By Arshad Mohammed
Washington Post Staff Writer
Wednesday, October 5, 2005
Philadelphia yesterday announced a plan to build the biggest municipal wireless Internet system in the nation, the latest of a growing number of cities to treat high-speed Web access as a basic municipal service like water, electricity and trash collection.
Philadelphia said Atlanta-based EarthLink Inc. will fund, build and manage the 135-square-mile network, which will offer low-income residents service for as little as about $10 a month and could threaten the profits of telephone and cable companies.
"Increasingly, city officials view broadband in the 21st century the same way they viewed electricity 100 years ago and telephone service 50 years ago. It's falling into the category of a necessary and essential social service," said Ben Scott, policy director of Free Press, a nonprofit group that favors the development of municipal wireless.
"Cities see this as a way to spur economic growth: on the one hand to put tools in the hands of the underprivileged and give them a leg up, and on the other to provide incentives to small businesses to locate in these cities and to expand their operations," Scott said.
EarthLink expects to provide its service, which will offer speeds of 1 megabit per second for both uploading and downloading, for about $20 a month to regular customers in Philadelphia, with discounts to be offered to low-income residents. It also hopes to make money by renting access to other Internet service providers and by charging tourists and business travelers for use.
EarthLink will compete against broadband service from Verizon Communications Inc., which offers introductory prices of $14.95 a month for maximum download speeds of 768 kilobits per second and uploads of 128 kilobits per second.
Philadelphia's decision to move forward with the system will add fuel to the legal, legislative and public relations battle being waged by telephone and cable companies that argue that public money should not support competition with private firms.
Verizon said a sound business case should be made before allowing municipal-backed systems to compete with private providers. "The city is the steward of its resources. I am not going to tell it how to use them," said Link Hoewing, Verizon vice president for Internet and technology policy. But in Philadelphia, he said, "I think the market has done a good job of addressing the issue."
Seeking to address such concerns, EarthLink officials said that the company would pay the network's estimated $10 million to $15 million cost by itself.
According to Free Press, about 300 municipalities around the country are undertaking broadband experiments, but only a few dozen are doing full-scale networks like Philadelphia's. On Monday, San Francisco said 26 companies, including EarthLink, Google Inc. and Cingular Wireless LLC, had submitted proposals to build its planned wireless network, which will cover roughly 47 square miles.

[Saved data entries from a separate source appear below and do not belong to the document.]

//! Session lifecycle phases.
//!
//! A session is born `Created` and leaves the store on its first terminal
//! transition. It never re-enters `Created`.

use serde::{Deserialize, Serialize};

#[derive(Clone, Copy, Debug, PartialEq, Eq, Serialize, Deserialize)]
#[serde(rename_all = "snake_case")]
pub enum SessionPhase {
    /// Open and accepting submissions.
    Created,
    /// Timed out before a valid submission.
    Expired,
    /// Ended by a malformed-URL streak, a code mismatch, or the member leaving.
    Failed,
    /// Handed to moderators as a review case.
    Escalated,
    /// Auto-approved.
    Approved,
}

impl SessionPhase {
    pub fn is_terminal(&self) -> bool {
        !matches!(self, Self::Created)
    }
}

/// Why a session ended in [`SessionPhase::Failed`].
#[derive(Clone, Copy, Debug, PartialEq, Eq, Serialize, Deserialize)]
#[serde(rename_all = "snake_case")]
pub enum FailureCause {
    /// Too many structurally invalid profile URLs.
    AttemptsExhausted,
    /// The issued code was not in the profile bio.
    CodeMismatch,
    /// The member left the community mid-session.
    MemberGone,
    /// The instructions could not be delivered, so the session was dropped.
    DmFailed,
}
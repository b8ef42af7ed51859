//! Engine counters.

use serde::Serialize;
use std::collections::BTreeMap;
use std::sync::atomic::{AtomicU64, Ordering};

#[derive(Clone, Copy, Debug, PartialEq, Eq, Serialize)]
#[serde(rename_all = "snake_case")]
pub enum Counter {
    SessionsStarted,
    SessionsExpired,
    SessionsFailed,
    AutoApproved,
    Escalated,
    ReviewsApproved,
    ReviewsDenied,
    Punishments,
}

const COUNTER_COUNT: usize = 8;

impl Counter {
    pub const ALL: [Counter; COUNTER_COUNT] = [
        Counter::SessionsStarted,
        Counter::SessionsExpired,
        Counter::SessionsFailed,
        Counter::AutoApproved,
        Counter::Escalated,
        Counter::ReviewsApproved,
        Counter::ReviewsDenied,
        Counter::Punishments,
    ];

    pub fn name(&self) -> &'static str {
        match self {
            Self::SessionsStarted => "sessions_started",
            Self::SessionsExpired => "sessions_expired",
            Self::SessionsFailed => "sessions_failed",
            Self::AutoApproved => "auto_approved",
            Self::Escalated => "escalated",
            Self::ReviewsApproved => "reviews_approved",
            Self::ReviewsDenied => "reviews_denied",
            Self::Punishments => "punishments",
        }
    }
}

/// Lock-free counters, readable while the engine is busy.
#[derive(Debug, Default)]
pub struct EngineStats {
    counters: [AtomicU64; COUNTER_COUNT],
}

impl EngineStats {
    pub fn new() -> Self {
        Self::default()
    }

    pub fn increment(&self, counter: Counter) {
        self.counters[counter as usize].fetch_add(1, Ordering::Relaxed);
    }

    pub fn get(&self, counter: Counter) -> u64 {
        self.counters[counter as usize].load(Ordering::Relaxed)
    }

    pub fn snapshot(&self) -> BTreeMap<&'static str, u64> {
        Counter::ALL
            .iter()
            .map(|c| (c.name(), self.get(*c)))
            .collect()
    }
}
//! Engine parameters: every timing and threshold the verification flow uses.
//!
//! All durations are stored in seconds so the struct maps cleanly onto TOML.

use serde::{Deserialize, Serialize};
use std::time::Duration;

/// Tunables for the verification engine.
#[derive(Clone, Debug, PartialEq, Eq, Serialize, Deserialize)]
#[serde(default)]
pub struct EngineParams {
    // ── Sessions ─────────────────────────────────────────────────────────
    /// How long a session stays open after creation. Default: 10 minutes.
    pub session_timeout_secs: u64,

    /// Code submissions allowed per session before a malformed URL ends it.
    pub max_attempts: u32,

    /// Random bytes in a verification code (rendered as two hex chars each).
    pub code_bytes: usize,

    // ── Throttles ────────────────────────────────────────────────────────
    /// Minimum spacing between two session starts by the same member.
    pub attempt_cooldown_secs: u64,

    /// Lockout applied after a code check fails. Default: 2 hours.
    pub punishment_secs: u64,

    // ── Risk ─────────────────────────────────────────────────────────────
    /// Platform accounts younger than this are routed to manual review.
    pub min_platform_account_age_days: u64,

    /// External accounts younger than this are routed to manual review.
    pub min_external_account_age_days: u64,

    // ── Review queue ─────────────────────────────────────────────────────
    /// Random bytes in a review id after the `VR-` prefix.
    pub review_id_bytes: usize,
}

impl EngineParams {
    pub fn session_timeout(&self) -> Duration {
        Duration::from_secs(self.session_timeout_secs)
    }

    pub fn attempt_cooldown(&self) -> Duration {
        Duration::from_secs(self.attempt_cooldown_secs)
    }

    pub fn punishment(&self) -> Duration {
        Duration::from_secs(self.punishment_secs)
    }
}

impl Default for EngineParams {
    fn default() -> Self {
        Self {
            session_timeout_secs: 10 * 60,
            max_attempts: 3,
            code_bytes: 4,
            attempt_cooldown_secs: 60,
            punishment_secs: 2 * 60 * 60,
            min_platform_account_age_days: 365,
            min_external_account_age_days: 365,
            review_id_bytes: 3,
        }
    }
}
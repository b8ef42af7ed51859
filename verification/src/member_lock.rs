use biogate_types::MemberId;
use std::collections::HashMap;
use std::sync::Arc;
use tokio::sync::{Mutex, OwnedMutexGuard};

/// Per-member mutual exclusion.
/// Events for different members proceed concurrently.
/// Events for the same member (including expiry timers) are serialized,
/// even across the awaited profile fetch.
#[derive(Default)]
pub struct MemberLocks {
    locks: Mutex<HashMap<MemberId, Arc<Mutex<()>>>>,
}

impl MemberLocks {
    pub fn new() -> Self {
        Self::default()
    }

    /// Get or create the lock for a specific member.
    async fn member_lock(&self, member: &MemberId) -> Arc<Mutex<()>> {
        let mut locks = self.locks.lock().await;
        locks
            .entry(member.clone())
            .or_insert_with(|| Arc::new(Mutex::new(())))
            .clone()
    }

    /// Wait for exclusive access to `member`'s state.
    pub async fn lock(&self, member: &MemberId) -> OwnedMutexGuard<()> {
        self.member_lock(member).await.lock_owned().await
    }

    /// Number of members with a lock entry.
    pub async fn tracked(&self) -> usize {
        self.locks.lock().await.len()
    }

    /// Drop lock entries nobody holds or waits on.
    pub async fn cleanup(&self) {
        let mut locks = self.locks.lock().await;
        locks.retain(|_, lock| Arc::strong_count(lock) > 1);
    }
}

In the Washington region, Alexandria has created a one-year pilot project for free wireless Internet access along seven blocks of King Street stretching to the Potomac River, but does not plan to offer the service to residents on a commercial basis.
Manassas is experimenting with another technology -- the delivery of broadband Internet service over power lines -- and plans to announce today that it has completed citywide commercial deployment of the system, according to Chantilly-based Communication Technologies Inc., which operates the system.
Dianah Neff, Philadelphia's chief information officer and the acting chairman of the Wireless Philadelphia nonprofit group, which is setting up the city's wireless network, said the city believed it had to find a way to get cheap broadband to residents, along with computers and training.
"If you were to ask the local telco, they would say, well, 90 percent of the city is covered. But if it's at a fee that people can't afford, if they don't have the computers and the skills to use them, having it there hasn't helped you overcome your digital divide," Neff said.
She said the service could also cut the city's communications costs by giving building inspectors, property assessors or repairmen access to information in the field rather than forcing them to return to offices.
Wireless Philadelphia and EarthLink plan to negotiate a formal contract in the next 60 days, and the company says it hopes to complete construction of the network, whose key elements are shoe-box-size radios that will sit atop street lights, by the end of next year.